_WORK TO BE COMPLETED_
Line by line, write out the material exactly.

** SOURCE DATA follows **

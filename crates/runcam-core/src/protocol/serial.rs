//! Serial port handling
//!
//! Finding and opening the UART the camera is wired to.

use serialport::{SerialPort, SerialPortInfo, SerialPortType};
use std::time::Duration;
use tracing::debug;

use super::{ProtocolError, DEFAULT_RECEIVE_TIMEOUT_MS};

/// Information about an available serial port
#[derive(Debug, Clone, PartialEq, Eq)]
pub struct PortInfo {
    /// Port name (e.g., "/dev/ttyUSB0" or "COM3")
    pub name: String,

    /// USB vendor ID (if USB device)
    pub vid: Option<u16>,

    /// USB product ID (if USB device)
    pub pid: Option<u16>,

    /// Product name (if available)
    pub product: Option<String>,
}

impl From<SerialPortInfo> for PortInfo {
    fn from(info: SerialPortInfo) -> Self {
        match info.port_type {
            SerialPortType::UsbPort(usb) => Self {
                name: info.port_name,
                vid: Some(usb.vid),
                pid: Some(usb.pid),
                product: usb.product,
            },
            _ => Self {
                name: info.port_name,
                vid: None,
                pid: None,
                product: None,
            },
        }
    }
}

/// List available serial ports, USB adapters first
pub fn list_ports() -> Vec<PortInfo> {
    let mut ports: Vec<PortInfo> = serialport::available_ports()
        .unwrap_or_default()
        .into_iter()
        .map(PortInfo::from)
        .collect();
    ports.sort_by(|a, b| (a.vid.is_none(), &a.name).cmp(&(b.vid.is_none(), &b.name)));
    ports
}

/// Open a serial port as 8N1 without flow control
pub fn open_port(name: &str, baud_rate: u32) -> Result<Box<dyn SerialPort>, ProtocolError> {
    if name.is_empty() {
        return Err(ProtocolError::PortNotFound("<empty>".to_string()));
    }

    debug!("opening {} at {} baud", name, baud_rate);
    serialport::new(name, baud_rate)
        .data_bits(serialport::DataBits::Eight)
        .parity(serialport::Parity::None)
        .stop_bits(serialport::StopBits::One)
        .flow_control(serialport::FlowControl::None)
        .timeout(Duration::from_millis(DEFAULT_RECEIVE_TIMEOUT_MS))
        .open()
        .map_err(|e| match e.kind {
            serialport::ErrorKind::NoDevice => ProtocolError::PortNotFound(name.to_string()),
            _ => ProtocolError::SerialError(e.to_string()),
        })
}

** End of SOURCE DATA **

_OUTPUT OF THE TASK_
filename crates/runcam-core/src/protocol/serial.rs
//! Serial port handling
//!
//! Finding and opening the UART the camera is wired to.

use serialport::{SerialPort, SerialPortInfo, SerialPortType};
use std::time::Duration;
use tracing::debug;

use super::{ProtocolError, DEFAULT_RECEIVE_TIMEOUT_MS};

/// Information about an available serial port
#[derive(Debug, Clone, PartialEq, Eq)]
pub struct PortInfo {
    /// Port name (e.g., "/dev/ttyUSB0" or "COM3")
    pub name: String,

    /// USB vendor ID (if USB device)
    pub vid: Option<u16>,

    /// USB product ID (if USB device)
    pub pid: Option<u16>,

    /// Product name (if available)
    pub product: Option<String>,
}

impl From<SerialPortInfo> for PortInfo {
    fn from(info: SerialPortInfo) -> Self {
        match info.port_type {
            SerialPortType::UsbPort(usb) => Self {
                name: info.port_name,
                vid: Some(usb.vid),
                pid: Some(usb.pid),
                product: usb.product,
            },
            _ => Self {
                name: info.port_name,
                vid: None,
                pid: None,
                product: None,
            },
        }
    }
}

/// List available serial ports, USB adapters first
pub fn list_ports() -> Vec<PortInfo> {
    let mut ports: Vec<PortInfo> = serialport::available_ports()
        .unwrap_or_default()
        .into_iter()
        .map(PortInfo::from)
        .collect();
    ports.sort_by(|a, b| (a.vid.is_none(), &a.name).cmp(&(b.vid.is_none(), &b.name)));
    ports
}

/// Open a serial port as 8N1 without flow control
pub fn open_port(name: &str, baud_rate: u32) -> Result<Box<dyn SerialPort>, ProtocolError> {
    if name.is_empty() {
        return Err(ProtocolError::PortNotFound("<empty>".to_string()));
    }

    debug!("opening {} at {} baud", name, baud_rate);
    serialport::new(name, baud_rate)
        .data_bits(serialport::DataBits::Eight)
        .parity(serialport::Parity::None)
        .stop_bits(serialport::StopBits::One)
        .flow_control(serialport::FlowControl::None)
        .timeout(Duration::from_millis(DEFAULT_RECEIVE_TIMEOUT_MS))
        .open()
        .map_err(|e| match e.kind {
            serialport::ErrorKind::NoDevice => ProtocolError::PortNotFound(name.to_string()),
            _ => ProtocolError::SerialError(e.to_string()),
        })
}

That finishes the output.